Surgery remains an important therapeutic approach in groove pancreatitis, especially in cases not responding to conservative treatment or in which pancreatic carcinoma cannot be excluded [
12]. The procedure of choice in groove pancreatitis is pancreaticoduodenectomy, although there are studies in the literature that report alternative procedures, but with contradictory results. Egorov et al., in a study conducted on 84 patients with groove pancreatitis, reported superior results of duodenal resection with pancreas preservation compared to pancreaticoduodenectomy, with a complete remission of symptoms in 93% of cases, compared to 84% in pancreaticoduodenectomy [
14]. The motivation for this type of surgical treatment would be that pancreaticoduodenectomy is too extensive as treatment for the pure form of groove pancreatitis, the least frequent form. Moreover, this approach cannot exclude a pancreatic malignant degeneration, if this suspicion exists. Duodenal or biliary bypass interventions can be useful in case of stenoses [
15], but they address only the complications of pancreatitis and will have limited effects in symptom control. Pancreaticoduodenectomy, with or without pylorus preservation, represents the most used technique for the treatment of groove pancreatitis, presenting a major advantage over all other procedures, where malignant degeneration cannot be excluded. The results of pancreaticoduodenectomy are obviously better than those obtained by conservative or endoscopic treatment, with a high percentage of total remission [
4,
6,
14,
16]. Although it shows the best results, pancreaticoduodenectomy is a major surgical procedure, with mortality at 90 days reaching 5% [
17] and a postoperative morbidity that reaches 45% [
18]. Moreover, the changes produced by the pancreatic and peripancreatic inflammation, which make the dissection much more difficult, can lead to an increased rate of postoperative complications. Considering the fact that a long duration of groove pancreatitis leads to severe inflammation around the pancreas, the best approach would be to perrform pancreaticoduodenectomy as early as possible in case of conservative treatment failure, thus avoiding the potential increase in the risk of complications.

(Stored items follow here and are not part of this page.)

//! Interception of decoded video frames and the on-page thumbnail
//! gallery.

use std::{cell::Cell, rc::Rc};

use derive_more::Display;
use tracerr::Traced;
use wasm_bindgen::{JsCast, JsValue};
use wasm_bindgen_futures::JsFuture;
use web_sys::{
    CanvasRenderingContext2d, HtmlCanvasElement, MediaStreamTrackGenerator,
    MediaStreamTrackGeneratorInit, MediaStreamTrackProcessor,
    MediaStreamTrackProcessorInit, ReadableStreamDefaultReader, VideoFrame,
    WritableStreamDefaultWriter,
};

use crate::platform::{self, MediaStreamTrack};

/// CSS class of the thumbnail canvases appended to the page.
const THUMBNAIL_CLASS: &str = "galleryPicture";

/// Errors that may occur while building the frame pipe.
#[derive(Debug, Display)]
pub enum FrameObserverError {
    /// Occurs when a [MediaStreamTrackProcessor][1] cannot be created over
    /// the received track.
    ///
    /// [1]: https://w3.org/TR/mediacapture-transform/#track-processor
    #[display(fmt = "failed to create MediaStreamTrackProcessor: {}", _0)]
    CreateProcessor(platform::Error),

    /// Occurs when a video [MediaStreamTrackGenerator][1] cannot be
    /// created.
    ///
    /// [1]: https://w3.org/TR/mediacapture-transform/#track-generator
    #[display(fmt = "failed to create MediaStreamTrackGenerator: {}", _0)]
    CreateGenerator(platform::Error),

    /// Occurs when the reader or writer end of the frame pipe cannot be
    /// acquired.
    #[display(fmt = "failed to open frame pipe: {}", _0)]
    OpenPipe(platform::Error),
}

type Result<T> = std::result::Result<T, Traced<FrameObserverError>>;

/// Handle to the on-page snapshot gallery and its enabled flag.
///
/// Clones share the flag, so the UI handler and the frame pipe observe
/// the same state.
#[derive(Clone)]
pub struct Gallery {
    /// Whether arriving frames should be snapshotted onto the page.
    enabled: Rc<Cell<bool>>,
}

impl Gallery {
    /// Creates a new [`Gallery`] with the provided initial state of its
    /// enabled flag.
    #[must_use]
    pub fn new(enabled: bool) -> Self {
        Self {
            enabled: Rc::new(Cell::new(enabled)),
        }
    }

    /// Indicates whether arriving frames are snapshotted.
    #[must_use]
    pub fn enabled(&self) -> bool {
        self.enabled.get()
    }

    /// Flips the gallery-enabled flag, returning the new value.
    pub fn toggle(&self) -> bool {
        let enabled = !self.enabled.get();
        self.enabled.set(enabled);
        enabled
    }

    /// Removes every thumbnail previously appended to the page.
    pub fn clear(&self) {
        let thumbnails =
            platform::document().get_elements_by_class_name(THUMBNAIL_CLASS);
        // The collection is live, so removal shrinks it.
        while let Some(thumbnail) = thumbnails.item(0) {
            thumbnail.remove();
        }
    }

    /// Renders `frame` onto a fresh canvas appended to the page body.
    ///
    /// Snapshot failures are logged and otherwise ignored: a lost
    /// thumbnail must not stall the frame pipe.
    fn snap(&self, frame: &VideoFrame) {
        if let Err(e) = self.try_snap(frame) {
            log::error!(
                "failed to snapshot frame: {}",
                platform::Error::from(e),
            );
        }
    }

    fn try_snap(&self, frame: &VideoFrame) -> std::result::Result<(), JsValue> {
        let document = platform::document();
        let canvas: HtmlCanvasElement =
            document.create_element("canvas")?.unchecked_into();
        canvas.set_class_name(THUMBNAIL_CLASS);
        canvas.set_width(frame.display_width());
        canvas.set_height(frame.display_height());

        let context: CanvasRenderingContext2d = canvas
            .get_context("2d")?
            .ok_or_else(|| JsValue::from_str("no 2d canvas context"))?
            .unchecked_into();
        context.draw_image_with_video_frame(frame, 0.0, 0.0)?;

        document
            .body()
            .ok_or_else(|| JsValue::from_str("page has no body"))?
            .append_child(&canvas)?;
        Ok(())
    }
}

/// Taps every decoded frame of the provided `track`, snapshotting it into
/// `gallery` when the gallery is enabled, and forwards it unmodified into
/// the returned track.
///
/// The returned track is backed by a [MediaStreamTrackGenerator][1] fed by
/// a spawned read/write loop; the loop ends when the source track ends.
///
/// # Errors
///
/// Errors if the processor, generator, or either end of the pipe between
/// them cannot be created.
///
/// [1]: https://w3.org/TR/mediacapture-transform/#track-generator
pub fn observe_decoded_frames(
    track: &MediaStreamTrack,
    gallery: Gallery,
) -> Result<MediaStreamTrack> {
    let processor = MediaStreamTrackProcessor::new(
        &MediaStreamTrackProcessorInit::new(track.as_ref()),
    )
    .map_err(Into::into)
    .map_err(FrameObserverError::CreateProcessor)
    .map_err(tracerr::wrap!())?;

    let generator = MediaStreamTrackGenerator::new(
        &MediaStreamTrackGeneratorInit::new("video"),
    )
    .map_err(Into::into)
    .map_err(FrameObserverError::CreateGenerator)
    .map_err(tracerr::wrap!())?;

    let reader = ReadableStreamDefaultReader::new(&processor.readable())
        .map_err(Into::into)
        .map_err(FrameObserverError::OpenPipe)
        .map_err(tracerr::wrap!())?;
    let writer = generator
        .writable()
        .get_writer()
        .map_err(Into::into)
        .map_err(FrameObserverError::OpenPipe)
        .map_err(tracerr::wrap!())?;

    let downstream = MediaStreamTrack::from(generator);
    platform::spawn(async move {
        if let Err(e) = pump_frames(&reader, &writer, &gallery).await {
            log::error!("frame pipe stopped: {}", platform::Error::from(e));
        }
    });

    Ok(downstream)
}

/// Read/snapshot/write loop over the frame pipe.
///
/// Every frame read from the processor is handed over to the generator,
/// which consumes it; nothing is dropped and no backpressure is applied
/// beyond what the underlying streams do themselves.
async fn pump_frames(
    reader: &ReadableStreamDefaultReader,
    writer: &WritableStreamDefaultWriter,
    gallery: &Gallery,
) -> std::result::Result<(), JsValue> {
    loop {
        let read = JsFuture::from(reader.read()).await?;

        let done = js_sys::Reflect::get(&read, &JsValue::from_str("done"))?;
        if done.is_truthy() {
            break;
        }

        let frame: VideoFrame =
            js_sys::Reflect::get(&read, &JsValue::from_str("value"))?
                .unchecked_into();
        if gallery.enabled() {
            gallery.snap(&frame);
        }
        JsFuture::from(writer.write_with_chunk(frame.as_ref())).await?;
    }
    Ok(())
}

The main challenge in groove pancreatitis is the differentiation from a pancreatic ductal adenocarcinoma. Although this differentiation can be extremely difficult without an anatomopathologic examination, Ukegjini et al., in a review including 1404 patients, found some significant criteria that advocate a groove pancreatitis. The factors suggesting groove pancreatitis are: young age, male gender, a history of alcohol misuse and heavy smoking, presentation with pain without jaundice and inflammatory and/or cystic changes in the duodenal wall [
6]. Moreover, one third of the patients with groove pancreatitis showed elevated levels of carcioembrionar antigen and CA 19-9 [
19], making the precise diagnosis more difficult since there is no threshold for this lab tests that could allow the differentiation between the two conditions. The difficult differentiation between the two entities questions the option for conservative treatment, knowing that patients with pancreatic adenocarcinoma have a poor prognosis if surgical treatment is delayed. This issue raised difficulties in differential diagnosis also in our case, where, according to the anatomopathologic examination, characteristics of chronic pancreatitis and neoplasia coexist.